I
Decíase aquí, en la entrega pasada acerca del tema del periodismo en México, que éste se ejerce heroicamente no sólo por su peligrosidad, sino también por las limitaciones.
Entiéndase aquí que el periodismo es la parte más dinámica de la comunicación y, por lo mismo, de la difusión masiva de hechos y sucedidos, ideas y opiniones.
Acerca de la peligrosidad, decíase aquí que el poder --en sus vertientes formal y fáctica-- y la cultura concomitante y nuestro enorme atraso social son causales de la represión.
Así es. La represión es un síntoma activo --diríase que virulento-- de la intolerancia. Esta bestina babeante y hedionda es la expresión misma del poder en México.
Cierto. El poder y sus intereses culturales reprimen hasta la censura extrema --que es la muerte del periodista-- a quienes difunden hechos y sucedidos, ideas y opiniones.
La prevalecencia de esta variante de la intolerancia ha convertido a la represión en nuestro país una práctica sistémica y, a la vez, sistematizada. Combinación terrible.

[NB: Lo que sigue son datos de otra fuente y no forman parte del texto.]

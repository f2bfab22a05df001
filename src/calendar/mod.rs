// ==========================================
// Machine Shop APS - Working-Calendar Layer
// ==========================================
// Locale-specific working time: weekend pair, holiday feed with
// static fallback, half-day cutoff arithmetic.
// ==========================================

pub mod feed;
pub mod holiday;
pub mod work_calendar;

pub use feed::{CalendarError, GoogleCalendarFeed, HolidayFeed, StaticHolidayFeed};
pub use holiday::{fallback_holidays, HolidayInfo};
pub use work_calendar::{
    WorkCalendar, HALF_DAY_CUTOFF_HOUR, WORKING_DAY_MINUTES, WORKING_HALF_DAY_MINUTES,
    WORK_START_HOUR,
};
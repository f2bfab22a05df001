// ==========================================
// Machine Shop APS - Order & Operation Entities
// ==========================================
// Orders own their operations (cascade delete in the store);
// op_number defines execution order, not database identity.
// ==========================================

use crate::domain::types::OrderStatus;
use chrono::NaiveDateTime;
use serde::{Deserialize, Serialize};

/// Upper bound on operations per order, enforced by the CRUD layer
/// and assumed by the scheduling core.
pub const MAX_OPERATIONS_PER_ORDER: usize = 6;

// ==========================================
// Operation
// ==========================================

/// A single machining step of an order.
///
/// `op_number` is unique within the order and defines the execution
/// sequence. Assignment fields stay `None` until a computed schedule
/// is committed back through the order store.
#[derive(Debug, Clone, PartialEq, Serialize, Deserialize)]
pub struct Operation {
    /// Sequence number within the order (execution order).
    pub op_number: i32,
    /// Per-unit processing time in minutes (> 0 for schedulable work).
    pub op_time_min: i32,
    /// Required capability tag, e.g. "3-axis", "4-axis", "lathe".
    pub op_axes: String,
    /// Machine chosen by the schedule builder, once committed.
    pub assigned_machine: Option<String>,
    pub machine_id: Option<i64>,
    pub start_date: Option<NaiveDateTime>,
    pub end_date: Option<NaiveDateTime>,
    /// Set when the assignment comes from an initial planning run
    /// (as opposed to a manual correction).
    pub is_initially_planned: bool,
}

impl Operation {
    pub fn new(op_number: i32, op_time_min: i32, op_axes: impl Into<String>) -> Self {
        Self {
            op_number,
            op_time_min,
            op_axes: op_axes.into(),
            assigned_machine: None,
            machine_id: None,
            start_date: None,
            end_date: None,
            is_initially_planned: false,
        }
    }
}

// ==========================================
// Order
// ==========================================

/// A manufacturing order as supplied by the order store.
///
/// The `will_meet_deadline` / `estimated_*` / `revised_deadline`
/// fields are derived by the schedule builder and persisted back by
/// the CRUD layer; the builder itself never mutates an input order,
/// it returns fresh copies via `ScheduleOutcome::apply_to_orders`.
#[derive(Debug, Clone, PartialEq, Serialize, Deserialize)]
pub struct Order {
    pub id: i64,
    /// Blueprint / drawing document number.
    pub blueprint_number: String,
    /// Units to produce (> 0).
    pub quantity: u32,
    pub deadline: NaiveDateTime,
    /// Higher value = more urgent.
    pub priority: i32,
    pub status: OrderStatus,
    /// Ordered operation list, at most MAX_OPERATIONS_PER_ORDER.
    pub operations: Vec<Operation>,

    // Derived scheduling fields (filled by apply_to_orders)
    pub will_meet_deadline: bool,
    pub estimated_completion: Option<NaiveDateTime>,
    pub estimated_workdays: Option<i64>,
    /// Set when the computed completion exceeds the stated deadline.
    pub revised_deadline: Option<NaiveDateTime>,
}

impl Order {
    pub fn new(
        id: i64,
        blueprint_number: impl Into<String>,
        quantity: u32,
        deadline: NaiveDateTime,
        priority: i32,
    ) -> Self {
        Self {
            id,
            blueprint_number: blueprint_number.into(),
            quantity,
            deadline,
            priority,
            status: OrderStatus::New,
            operations: Vec::new(),
            will_meet_deadline: true,
            estimated_completion: None,
            estimated_workdays: None,
            revised_deadline: None,
        }
    }

    pub fn with_operations(mut self, operations: Vec<Operation>) -> Self {
        self.operations = operations;
        self
    }
}
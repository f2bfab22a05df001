// ==========================================
// Machine Shop APS - Projection Layer
// ==========================================
// Read-only views over computed schedules: calendar day grids and
// Gantt lanes. Projections never influence placement.
// ==========================================

pub mod calendar_view;
pub mod gantt;

pub use calendar_view::{CalendarDay, CalendarProjector, MachineCalendar};
pub use gantt::{GanttBar, GanttProjector, MachineLane, MonthSpan, NonWorkingDayMarker};
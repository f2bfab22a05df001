// ==========================================
// Machine Shop APS - Schedule Builder
// ==========================================
// Greedy earliest-finish-time assignment: orders by priority and
// deadline, operations in sequence, each operation on the eligible
// machine that completes it soonest.
// ==========================================
// Red line: single-pass batch computation. No I/O, no hidden state,
// inputs are never mutated; results come back as fresh structures.
// ==========================================

use crate::calendar::WorkCalendar;
use crate::config::ScheduleConfig;
use crate::domain::{
    Machine, MachineSchedule, Operation, Order, OrderScheduleResult, ScheduledOperation,
    SkipReason, SkippedOperation,
};
use crate::engine::capability::CapabilityMatcher;
use crate::engine::duration::DurationEstimator;
use chrono::{Duration, NaiveDateTime};
use std::sync::Arc;
use tracing::{debug, info, warn};

// ==========================================
// ScheduleOutcome - calculation result
// ==========================================

/// Complete result of one calculation run. Transient: nothing is
/// persisted unless the caller commits assignments back through the
/// order store.
#[derive(Debug, Clone, PartialEq)]
pub struct ScheduleOutcome {
    /// One schedule per input machine, operations sorted by start.
    pub machine_schedules: Vec<MachineSchedule>,
    /// Per-order verdicts, in processing order.
    pub order_results: Vec<OrderScheduleResult>,
    /// Operations left unassigned, with reasons.
    pub skipped: Vec<SkippedOperation>,
}

impl ScheduleOutcome {
    pub fn result_for(&self, order_id: i64) -> Option<&OrderScheduleResult> {
        self.order_results.iter().find(|r| r.order_id == order_id)
    }

    /// All scheduled operations of one order, in op_number order.
    pub fn operations_for_order(&self, order_id: i64) -> Vec<&ScheduledOperation> {
        let mut ops: Vec<&ScheduledOperation> = self
            .machine_schedules
            .iter()
            .flat_map(|s| s.operations.iter())
            .filter(|op| op.order_id == order_id)
            .collect();
        ops.sort_by_key(|op| op.op_number);
        ops
    }

    /// Merge assignments and derived fields into copies of the input
    /// orders - the persistence-facing export. Operations that were
    /// skipped keep their previous assignment fields untouched, so
    /// callers can detect them as unassigned.
    pub fn apply_to_orders(&self, orders: &[Order]) -> Vec<Order> {
        orders
            .iter()
            .map(|order| {
                let mut updated = order.clone();

                for scheduled in self.operations_for_order(order.id) {
                    if let Some(op) = updated
                        .operations
                        .iter_mut()
                        .find(|op| op.op_number == scheduled.op_number)
                    {
                        op.assigned_machine = Some(scheduled.machine_name.clone());
                        op.machine_id = Some(scheduled.machine_id);
                        op.start_date = Some(scheduled.start);
                        op.end_date = Some(scheduled.end);
                        op.is_initially_planned = true;
                    }
                }

                if let Some(result) = self.result_for(order.id) {
                    updated.will_meet_deadline = result.will_meet_deadline;
                    updated.estimated_completion = result.estimated_completion;
                    updated.estimated_workdays = result.estimated_workdays;
                    updated.revised_deadline = result.revised_deadline;
                }

                updated
            })
            .collect()
    }
}

// ==========================================
// ScheduleBuilder
// ==========================================

pub struct ScheduleBuilder {
    calendar: Arc<WorkCalendar>,
    estimator: DurationEstimator,
}

impl ScheduleBuilder {
    /// # Parameters
    /// - calendar: immutable working-calendar snapshot covering the
    ///   scheduling horizon
    /// - config: scheduling tunables (setup overhead)
    pub fn new(calendar: Arc<WorkCalendar>, config: &ScheduleConfig) -> Self {
        Self {
            calendar,
            estimator: DurationEstimator::new(config.setup_time_min),
        }
    }

    /// Compute a schedule for the given snapshot of orders and
    /// machines.
    ///
    /// # Rules
    /// 1. calculation start = requested start advanced to the next
    ///    working day, snapped to the work start hour
    /// 2. each machine starts at max(release date, calculation start)
    /// 3. orders processed by priority desc, deadline asc
    /// 4. operations within an order strictly in op_number sequence;
    ///    each goes to the eligible machine with the earliest finish
    ///    (first machine wins ties), never starting before its
    ///    predecessor's end
    /// 5. an order whose last operation finishes after its deadline
    ///    receives a revised deadline - an advisory, not an error
    ///
    /// Unschedulable operations (no eligible machine, non-positive
    /// duration) are skipped with a diagnostic; nothing aborts the
    /// batch. Empty order or machine lists are valid degenerate
    /// inputs. Identical input snapshots yield identical results.
    pub fn calculate_schedule(
        &self,
        orders: &[Order],
        machines: &[Machine],
        requested_start: NaiveDateTime,
    ) -> ScheduleOutcome {
        // ==========================================
        // Step 1: calculation start
        // ==========================================
        let mut start_day = requested_start;
        while self.calendar.is_non_working_day(start_day.date()) {
            start_day += Duration::days(1);
        }
        let calculation_start = WorkCalendar::work_start(start_day.date());

        info!(
            orders = orders.len(),
            machines = machines.len(),
            %calculation_start,
            "schedule calculation started"
        );

        // ==========================================
        // Step 2: one schedule per machine
        // ==========================================
        let mut schedules: Vec<MachineSchedule> = machines
            .iter()
            .map(|m| MachineSchedule {
                machine_id: m.id,
                machine_name: m.name.clone(),
                release_date: m.release_date.max(calculation_start),
                operations: Vec::new(),
            })
            .collect();

        // ==========================================
        // Step 3: order work list, priority desc / deadline asc
        // ==========================================
        let mut work_list: Vec<&Order> = orders.iter().collect();
        work_list.sort_by(|a, b| {
            b.priority
                .cmp(&a.priority)
                .then(a.deadline.cmp(&b.deadline))
        });

        let mut order_results = Vec::new();
        let mut skipped = Vec::new();

        // ==========================================
        // Step 4: place operations order by order
        // ==========================================
        for order in work_list {
            if order.operations.is_empty() {
                debug!(order_id = order.id, "order has no operations, skipping");
                continue;
            }

            debug!(
                order_id = order.id,
                blueprint = %order.blueprint_number,
                priority = order.priority,
                deadline = %order.deadline,
                "processing order"
            );

            let mut operations: Vec<&Operation> = order.operations.iter().collect();
            operations.sort_by_key(|op| op.op_number);

            let mut predecessor_end: Option<NaiveDateTime> = None;
            let mut first_start: Option<NaiveDateTime> = None;

            for operation in operations {
                // Eligibility; schedules[i] mirrors machines[i]
                let eligible: Vec<usize> = machines
                    .iter()
                    .enumerate()
                    .filter(|(_, m)| CapabilityMatcher::can_perform(m, operation))
                    .map(|(i, _)| i)
                    .collect();
                if eligible.is_empty() {
                    warn!(
                        order_id = order.id,
                        op_number = operation.op_number,
                        op_axes = %operation.op_axes,
                        "no eligible machine for operation, leaving unassigned"
                    );
                    skipped.push(SkippedOperation {
                        order_id: order.id,
                        blueprint_number: order.blueprint_number.clone(),
                        op_number: operation.op_number,
                        reason: SkipReason::NoEligibleMachine,
                    });
                    continue;
                }

                // Duration
                let hours = match self
                    .estimator
                    .required_hours(operation.op_time_min, order.quantity)
                {
                    Some(h) => h,
                    None => {
                        warn!(
                            order_id = order.id,
                            op_number = operation.op_number,
                            op_time_min = operation.op_time_min,
                            quantity = order.quantity,
                            "non-positive operation duration, leaving unassigned"
                        );
                        skipped.push(SkippedOperation {
                            order_id: order.id,
                            blueprint_number: order.blueprint_number.clone(),
                            op_number: operation.op_number,
                            reason: SkipReason::NonPositiveDuration,
                        });
                        continue;
                    }
                };

                // Earliest-finish machine; the first eligible machine
                // wins ties, so iteration order decides deterministically
                let mut best: Option<(usize, NaiveDateTime, NaiveDateTime)> = None;
                for index in eligible {
                    let (start, end) = self.candidate_window(
                        &schedules[index],
                        calculation_start,
                        predecessor_end,
                        hours,
                    );

                    match best {
                        Some((_, _, best_end)) if end >= best_end => {}
                        _ => best = Some((index, start, end)),
                    }
                }

                let Some((index, start, end)) = best else {
                    continue;
                };

                let machine_id = schedules[index].machine_id;
                let machine_name = schedules[index].machine_name.clone();

                debug!(
                    order_id = order.id,
                    op_number = operation.op_number,
                    machine = %machine_name,
                    %start,
                    %end,
                    "operation assigned"
                );

                // Record the assignment; machine availability only
                // moves forward
                schedules[index].operations.push(ScheduledOperation {
                    order_id: order.id,
                    blueprint_number: order.blueprint_number.clone(),
                    op_number: operation.op_number,
                    op_time_min: operation.op_time_min,
                    op_axes: operation.op_axes.clone(),
                    quantity: order.quantity,
                    deadline: order.deadline,
                    machine_id,
                    machine_name,
                    start,
                    end,
                });
                schedules[index].release_date = end;

                first_start.get_or_insert(start);
                predecessor_end = Some(end);
            }

            // Deadline verdict
            let will_meet = match predecessor_end {
                Some(end) => end <= order.deadline,
                None => true,
            };
            let estimated_workdays = match (first_start, predecessor_end) {
                (Some(first), Some(last)) => Some(
                    self.calendar
                        .working_days_between(first.date(), last.date())
                        .ceil() as i64,
                ),
                _ => None,
            };

            if let (false, Some(completion)) = (will_meet, predecessor_end) {
                warn!(
                    order_id = order.id,
                    blueprint = %order.blueprint_number,
                    deadline = %order.deadline,
                    %completion,
                    "order misses its deadline, revised deadline set"
                );
            }

            order_results.push(OrderScheduleResult {
                order_id: order.id,
                will_meet_deadline: will_meet,
                estimated_completion: predecessor_end,
                estimated_workdays,
                revised_deadline: if will_meet { None } else { predecessor_end },
            });
        }

        // ==========================================
        // Step 5: per-machine operations sorted by start
        // ==========================================
        for schedule in &mut schedules {
            schedule.operations.sort_by_key(|op| op.start);
        }

        info!(
            assigned = schedules.iter().map(|s| s.operations.len()).sum::<usize>(),
            skipped = skipped.len(),
            late_orders = order_results
                .iter()
                .filter(|r| !r.will_meet_deadline)
                .count(),
            "schedule calculation finished"
        );

        ScheduleOutcome {
            machine_schedules: schedules,
            order_results,
            skipped,
        }
    }

    /// Candidate time window on one machine: start at the later of
    /// machine availability, calculation start and predecessor end,
    /// advanced past non-working days; end after the required hours.
    fn candidate_window(
        &self,
        schedule: &MachineSchedule,
        calculation_start: NaiveDateTime,
        predecessor_end: Option<NaiveDateTime>,
        hours: f64,
    ) -> (NaiveDateTime, NaiveDateTime) {
        let mut start = schedule.release_date.max(calculation_start);
        if let Some(end) = predecessor_end {
            start = start.max(end);
        }
        let start = self.calendar.advance_to_next_work_start(start);
        let end = self.calendar.add_working_hours(start, hours);
        (start, end)
    }
}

La represión tiene modalidades y, por lo mismo, llevadas a la perversidad. Se usa a la ley, precisamente por su carácter de actuaciones organizadas desde el poder.
II
Ello obsérvase con nítida elocuencia en los casos muy conocidos y ampliamente difundidos a extramuros de México de Lydia Cacho, Olga Wornat y el semanario Proceso.
En estos casos el aparato judicial fue utilizado aviesamente, no como actuaciones para hacer justicia, sino para ejercer venganza.
En los casos aquí citados y una miríada de otros más poco conocidos, el poder incurrió en corrupción moral y ética al abusar flagrantemente de sus potestades constitucionales.
Se incurrió en ese abuso --al parecer impune-- de facultades legales del poder con el propósito expreso de acallar la difusión hechos y sucedidos y ejercer venganzas.
Esa distorsión monstruosa en el procuramiento --en el caso de la señora Cacho-- y la impartición de justicia nos habla de la cultura, al parecer arraigada, de la intolerancia.
De esa guisa se logran objetivos aberrantes: inhibir la difusión de hechos y sucedidos, ideas y opiniones, y conformar una cultura de la autocensura entre difusores.
Trátase, desde luego, de que los difusores --en medios impresos, hertizanos y la Internet-- actúen teniendo presente las consecuencias de la represión y la venganza del poder.
III
Como consecuencia prevalece un ambiente de terror en el ejercicio del periodismo, particularmente entre reporteros y editores y funcionarios de alta jerarquía de medios difusores.
Esa represión y su devenimiento, la autocensura, comprende también a los dueños, concesionarios y usufructuarios de los medios de difusión. Pero éstos no suelen resistirse.
En la mayoría de los casos, la resistencia de los dueños es vencida no por inducimientos --como la publicidad gubernamental, local y federal--, sino por terror.
Sin embargo, el inducimiento aquí citado es una práctica corriente más acusada en el ámbito de los estados que en el federal. En este último es la expectativa de favores.
Sin duda. Dado que la propiedad de los medios de difusión es privada --sobre todo en radio y TV-- y no social, los dueños suelen acatar los designios del poder.
Esto nos lleva al asunto de las limitaciones para ejercer el periodismo, tan graves como la peligrosidad que conlleva desempeñarlo. Las limitaciones le dan heroicidad al oficio.
Las limitaciones tienen que ver con los intereses creados de la naturaleza del régimen de propiedad privada de los medios difusores. La autocensura cierra un círculo atroz.